Из письма Ветрова жене. 2 июля 1983 г.
…были мы с тобой идеалистами, болели за дело, переживали, были предельно честными, готовыми драть глотку за Родину. Такими, несмотря ни на что, мы, поверишь, и останемся.
В феврале 1981 года в экспоцентре на Красной Пресне проходила международная выставка «Гидрометеотехника». Ветров был на неё приглашен. — Боже, какая встреча! — вскричал, увидев подполковника, шикарно одетый иностранец. Это был старый знакомый Ветрова ещё по работе в Париже, представитель французской фирмы «Шлюмберже» Александр де Поль. — Вы видитесь с моим другом Жаком Прево? — спросил Ветров, когда они остались одни. — Довольно часто. — В таком случае… Ветров задумался. Судьба давала ему шанс. Кадровый разведчик, он понимал, что любой коммерсант, работающий с СССР, имеет контакт со спецслужбой своей страны. А в солидности Жака Прево — коммерческого директора крупной компании «Томсон‑ЦСФ», с которым он познакомился и подружился ещё в Париже, — Ветров не сомневался. И он написал Прево записку, в которой просил с ним связаться. В апреле посланец Прево встретился с Ветровым. Подполковник рассказал, что служит в КГБ, готов сотрудничать с французской разведкой.

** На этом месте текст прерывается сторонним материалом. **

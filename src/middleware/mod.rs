//! Request authorization.
//!
//! A route declares its policy through the extractor type it takes:
//! `Caller` (any verified token), `OwnAccount` (token whose email equals the
//! `email` query parameter) or `Admin` (token whose user record has role
//! `admin`). A policy is an ordered list of checks; the first denial
//! short-circuits the request before the handler runs.

use axum::{
    extract::{FromRequestParts, Query},
    http::{header, request::Parts},
};
use serde::Deserialize;
use std::marker::PhantomData;
use std::sync::Arc;

use crate::error::AppError;
use crate::models::Role;
use crate::services::identity::Identity;
use crate::AppState;

#[derive(Debug, Clone, Copy, PartialEq, Eq)]
pub enum Check {
    /// Valid bearer token from the identity provider.
    Token,
    /// Verified email equals the `email` query parameter.
    EmailMatch,
    /// Verified email belongs to a user with role `admin`.
    Admin,
}

pub trait Policy {
    const CHECKS: &'static [Check];
}

#[derive(Debug, Clone, Copy)]
pub struct TokenOnly;
#[derive(Debug, Clone, Copy)]
pub struct OwnEmail;
#[derive(Debug, Clone, Copy)]
pub struct AdminOnly;

impl Policy for TokenOnly {
    const CHECKS: &'static [Check] = &[Check::Token];
}

impl Policy for OwnEmail {
    const CHECKS: &'static [Check] = &[Check::Token, Check::EmailMatch];
}

impl Policy for AdminOnly {
    const CHECKS: &'static [Check] = &[Check::Token, Check::Admin];
}

#[derive(Debug)]
pub enum Decision {
    Allow,
    Deny(AppError),
}

/// Identity of a caller that passed policy `P`.
#[derive(Debug, Clone)]
pub struct Authorized<P> {
    pub identity: Identity,
    _policy: PhantomData<fn() -> P>,
}

pub type Caller = Authorized<TokenOnly>;
pub type OwnAccount = Authorized<OwnEmail>;
pub type Admin = Authorized<AdminOnly>;

impl<P> Authorized<P> {
    pub fn email(&self) -> &str {
        &self.identity.email
    }
}

fn bearer_token(parts: &Parts) -> Option<&str> {
    parts
        .headers
        .get(header::AUTHORIZATION)
        .and_then(|value| value.to_str().ok())
        .and_then(|value| value.strip_prefix("Bearer "))
        .map(str::trim)
        .filter(|token| !token.is_empty())
}

async fn verify_token(parts: &Parts, state: &AppState) -> Result<Identity, AppError> {
    let token = bearer_token(parts).ok_or(AppError::Unauthenticated)?;

    if let Some(cache) = &state.cache {
        if let Some(identity) = cache.get_cached_identity(token).await {
            return Ok(identity);
        }
    }

    let identity = state.identity.verify(token).await.map_err(|e| {
        tracing::debug!("token rejected: {}", e);
        AppError::Unauthenticated
    })?;

    if let Some(cache) = &state.cache {
        cache.cache_identity(token, &identity).await;
    }
    Ok(identity)
}

#[derive(Deserialize)]
struct EmailParam {
    email: Option<String>,
}

fn email_matches(parts: &Parts, identity: &Identity) -> Decision {
    let requested = Query::<EmailParam>::try_from_uri(&parts.uri)
        .ok()
        .and_then(|Query(param)| param.email);
    match requested {
        Some(email) if email == identity.email => Decision::Allow,
        _ => Decision::Deny(AppError::Forbidden),
    }
}

async fn is_admin(state: &AppState, identity: &Identity) -> Decision {
    match state.store.find_user_by_email(&identity.email).await {
        Ok(Some(user)) if user.role == Role::Admin => Decision::Allow,
        Ok(_) => Decision::Deny(AppError::Forbidden),
        Err(e) => {
            tracing::error!("admin lookup failed: {:?}", e);
            Decision::Deny(e.into())
        }
    }
}

/// Runs `checks` in order. `Token` must come first; later checks need the identity.
pub async fn authorize(checks: &[Check], parts: &Parts, state: &AppState) -> Result<Identity, AppError> {
    let mut identity: Option<Identity> = None;
    for check in checks {
        let decision = match check {
            Check::Token => {
                identity = Some(verify_token(parts, state).await?);
                Decision::Allow
            }
            Check::EmailMatch => match &identity {
                Some(id) => email_matches(parts, id),
                None => Decision::Deny(AppError::Unauthenticated),
            },
            Check::Admin => match &identity {
                Some(id) => is_admin(state, id).await,
                None => Decision::Deny(AppError::Unauthenticated),
            },
        };
        if let Decision::Deny(err) = decision {
            tracing::debug!("{:?} check denied {} {}", check, parts.method, parts.uri.path());
            return Err(err);
        }
    }
    identity.ok_or(AppError::Unauthenticated)
}

impl<P> FromRequestParts<Arc<AppState>> for Authorized<P>
where
    P: Policy,
{
    type Rejection = AppError;

    async fn from_request_parts(parts: &mut Parts, state: &Arc<AppState>) -> Result<Self, Self::Rejection> {
        let identity = authorize(P::CHECKS, parts, state).await?;
        Ok(Authorized {
            identity,
            _policy: PhantomData,
        })
    }
}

Посланец вывел его на кадрового шпиона, майора Патрика Феррана. Договорились так: каждую пятницу в 11 часов дня жена майора (за ней нет «хвоста») будет ждать Ветрова у выхода из Черемушкинского рынка на улицу Вавилова. Там он передает документы, а на другой день, в субботу, в 11, у «Бородинской панорамы» забирает обратно. Таких встреч состоялось несколько. Однажды их даже засекла родственница Ветрова. О том, что Владимир шел с какой‑то рыжей красоткой и нес её сумки, родственница не преминула сообщить жене чекиста. Светлана в очередной раз загрустила. Отношения француженки и подполковника прервались из‑за глупой случайности. 23 мая в сквер на Кутузовском проспекте пришла не Маргарита, а сам Ферран. — Что за шутки? — спросил майор французской разведки. Ветров вытаращил глаза. — Зачем вы вложили ей в сумку снаряд? Тут чекист, кажется, начал понимать, в чем дело. По ошибке вместе с совершенно секретными документами он передал мадам Ферран снаряд к двадцатимиллиметровой пушке «Эрликон», образец которого получил в тот день в Минавиапроме. Вернувшись домой, мать пятерых дочерей выронила снаряд на пол. Женщина настолько перепугалась, что наотрез отказалась продолжать контакт с этим «страшным русским». Пришлось возвращаться в игру майору Феррану.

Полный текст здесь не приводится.